__Problem statement__. Only the lines below from the one containing "let target = tokens.remove(i + 1);" to the one containing "let mut words = tokens.into_iter();" should be repeated, both included and unchanged.

(Recorded information begins)

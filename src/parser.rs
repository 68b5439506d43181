use crate::builtin;
use crate::error::{Result, ShellError};
use crate::types::*;

struct Parser<'a> {
	line: &'a [u8],
	i: usize,
}

impl<'a> Parser<'a> {
	fn proceed_while<F>(&mut self, f: F) where F: Fn(u8) -> bool {
		while let Some(c) = self.line.get(self.i) {
			if !f(*c) { break; }
			self.i += 1;
		}
	}

	fn is_whitespace(c: u8) -> bool {
		match c {
			b' ' | b'\t' | b'\n' | b'\r' => true,
			_ => false,
		}
	}

	fn is_letter(c: u8) -> bool {
		!Parser::is_whitespace(c)
	}

	fn skip_whitespaces(&mut self) {
		self.proceed_while(Parser::is_whitespace);
	}

	fn read_word(&mut self) -> &'a [u8] {
		let orig = self.i;
		self.proceed_while(Parser::is_letter);
		&self.line[orig .. self.i]
	}

	fn read_words(&mut self) -> Result<Vec<String>> {
		let mut words: Vec<String> = Vec::new();
		loop {
			self.skip_whitespaces();
			let word = self.read_word();
			if word.is_empty() {
				break;
			}
			let mut owned = String::new();
			words.try_reserve(1)?;
			owned.try_reserve_exact(word.len())?;
			// Words are cut at ASCII whitespace only, so they stay valid UTF-8.
			owned.push_str(&String::from_utf8_lossy(word));
			words.push(owned);
		}
		Ok(words)
	}
}

/// Splits `line` on runs of whitespace. Quotes and backslashes are ordinary
/// characters.
pub fn tokenize(line: &str) -> Result<Vec<String>> {
	let mut parser = Parser { line: line.as_bytes(), i: 0 };
	parser.read_words()
}

/// Removes every redirection operator and its target from `tokens`, keeping
/// the other tokens in order, and returns the redirections left to right.
pub fn strip_redirects(tokens: &mut Vec<String>) -> Result<Vec<Redirect>> {
	let mut redirects: Vec<Redirect> = vec![];
	let mut i = 0;
	while i < tokens.len() {
		let typ = match RedirectType::from_token(&tokens[i]) {
			Some(typ) => typ,
			None => {
				i += 1;
				continue;
			},
		};
		if i + 1 == tokens.len() {
			return Err(ShellError::MissingTarget(tokens[i].clone()));
		}
		let target = tokens.remove(i + 1);
		tokens.remove(i);
		redirects.push(Redirect { target: target, typ: typ });
	}
	Ok(redirects)
}

/// Parses one input line. `Ok(None)` means the line was blank.
///
/// A line made only of redirections yields a command with an empty name.
pub fn parse(line: &str, status: Status) -> Result<Option<Command>> {
	let mut tokens = tokenize(line)?;
	if tokens.is_empty() {
		return Ok(None);
	}
	builtin::substitute_status(&mut tokens, status);
	let redirects = strip_redirects(&mut tokens)?;
	let mut words = tokens.into_iter();
	let name = words.next().unwrap_or_default();
	Ok(Some(Command { name: name, arguments: words.collect(), redirects: redirects }))
}
use std::env;

use nix::unistd::{self, User};

pub const DEFAULT_PROMPT: &str = "\n\\u@\\h : \\b\n\\$ ";

/// Values the prompt escapes expand to.
#[derive(Debug, Default, PartialEq, Eq)]
pub struct PromptInfo {
	pub user: Option<String>,
	pub host: Option<String>,
	pub cwd_base: Option<String>,
	pub is_root: bool,
}

impl PromptInfo {
	pub fn current() -> PromptInfo {
		let uid = unistd::getuid();
		PromptInfo {
			user: User::from_uid(uid).ok().and_then(|u| u.map(|u| u.name)),
			host: unistd::gethostname().ok().map(|h| h.to_string_lossy().into_owned()),
			cwd_base: env::current_dir().ok().map(|cwd| match cwd.file_name() {
				Some(base) => base.to_string_lossy().into_owned(),
				None => cwd.to_string_lossy().into_owned(),
			}),
			is_root: uid.is_root(),
		}
	}
}

/// Expands `\u`, `\h`, `\b`, `\$` and `\\` in `template`. Unknown escapes and
/// values that could not be looked up expand to nothing.
pub fn expand(template: &str, info: &PromptInfo) -> String {
	let mut out = String::with_capacity(template.len());
	let mut chars = template.chars();
	while let Some(c) = chars.next() {
		if c != '\\' {
			out.push(c);
			continue;
		}
		match chars.next() {
			Some('u') => out.push_str(info.user.as_deref().unwrap_or("")),
			Some('h') => out.push_str(info.host.as_deref().unwrap_or("")),
			Some('b') => out.push_str(info.cwd_base.as_deref().unwrap_or("")),
			Some('$') => out.push(if info.is_root { '#' } else { '$' }),
			Some('\\') => out.push('\\'),
			_ => {},
		}
	}
	out
}
use std::sync::atomic::{AtomicI32, Ordering};

use log::debug;
use nix::fcntl::{fcntl, FcntlArg};
use nix::sys::signal::{self, SaFlags, SigAction, SigHandler, SigSet, Signal};

use crate::error::{Result, ShellError};

// Where the handler writes its newline; a copy of the interpreter's own stdout
// so a builtin's `> file` never receives it.
static NEWLINE_FD: AtomicI32 = AtomicI32::new(libc::STDOUT_FILENO);

#[cfg(test)]
pub static INTERRUPTS: std::sync::atomic::AtomicUsize = std::sync::atomic::AtomicUsize::new(0);

extern "C" fn handle_interrupt(_: libc::c_int) {
	let newline = b"\n";
	let fd = NEWLINE_FD.load(Ordering::Relaxed);
	// Only async-signal-safe calls here.
	unsafe {
		libc::write(fd, newline.as_ptr() as *const libc::c_void, newline.len());
	}
	#[cfg(test)]
	INTERRUPTS.fetch_add(1, Ordering::SeqCst);
}

fn set_interrupt_handler(handler: SigHandler) -> Result<SigHandler> {
	// No SA_RESTART: a blocked read must return EINTR so the prompt is redrawn.
	let action = SigAction::new(handler, SaFlags::empty(), SigSet::empty());
	let prev = unsafe { signal::sigaction(Signal::SIGINT, &action) }.map_err(ShellError::Signal)?;
	Ok(prev.handler())
}

/// Keeps the interpreter alive on Ctrl-C.
pub fn install_interrupt_handler() -> Result<()> {
	if NEWLINE_FD.load(Ordering::SeqCst) == libc::STDOUT_FILENO {
		match fcntl(libc::STDOUT_FILENO, FcntlArg::F_DUPFD_CLOEXEC(10)) {
			Ok(fd) => NEWLINE_FD.store(fd, Ordering::SeqCst),
			Err(e) => debug!("interrupt newlines stay on fd 1: {}", e),
		}
	}
	set_interrupt_handler(SigHandler::Handler(handle_interrupt))?;
	Ok(())
}

/// Gives a forked child the platform default so Ctrl-C terminates it.
pub fn restore_default_interrupt() -> Result<()> {
	set_interrupt_handler(SigHandler::SigDfl)?;
	Ok(())
}


#[cfg(test)]
mod tests {
	use super::*;
	use nix::sys::stat::fstat;
	use nix::unistd;
	use std::os::unix::io::AsRawFd;

	#[test]
	fn interpreter_survives_interrupt_until_default_is_restored() {
		let _guard = testing::lock();
		install_interrupt_handler().unwrap();
		signal::raise(Signal::SIGINT).unwrap();

		let prev = set_interrupt_handler(SigHandler::SigDfl).unwrap();
		assert!(matches!(prev, SigHandler::Handler(_)));

		install_interrupt_handler().unwrap();
		restore_default_interrupt().unwrap();
		let prev = set_interrupt_handler(SigHandler::SigDfl).unwrap();
		assert!(matches!(prev, SigHandler::SigDfl));
	}

	#[test]
	fn newline_goes_to_a_copy_of_stdout() {
		let _guard = testing::lock();
		install_interrupt_handler().unwrap();
		let fd = NEWLINE_FD.load(Ordering::SeqCst);
		assert_ne!(fd, libc::STDOUT_FILENO);
		let copy = fstat(fd).unwrap();
		let stdout = fstat(libc::STDOUT_FILENO).unwrap();
		assert_eq!((copy.st_dev, copy.st_ino), (stdout.st_dev, stdout.st_ino));
	}

	#[test]
	fn handler_writes_a_newline() {
		let _guard = testing::lock();
		install_interrupt_handler().unwrap();
		let (read_end, write_end) = unistd::pipe().unwrap();
		let prev = NEWLINE_FD.swap(write_end.as_raw_fd(), Ordering::SeqCst);
		signal::raise(Signal::SIGINT).unwrap();
		NEWLINE_FD.store(prev, Ordering::SeqCst);

		let mut buf = [0u8; 4];
		assert_eq!(unistd::read(read_end.as_raw_fd(), &mut buf).unwrap(), 1);
		assert_eq!(buf[0], b'\n');
	}
}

(Recorded information ends)

__Solution for this problem__.
		let target = tokens.remove(i + 1);
		tokens.remove(i);
		redirects.push(Redirect { target: target, typ: typ });
	}
	Ok(redirects)
}

/// Parses one input line. `Ok(None)` means the line was blank.
///
/// A line made only of redirections yields a command with an empty name.
pub fn parse(line: &str, status: Status) -> Result<Option<Command>> {
	let mut tokens = tokenize(line)?;
	if tokens.is_empty() {
		return Ok(None);
	}
	builtin::substitute_status(&mut tokens, status);
	let redirects = strip_redirects(&mut tokens)?;
	let mut words = tokens.into_iter();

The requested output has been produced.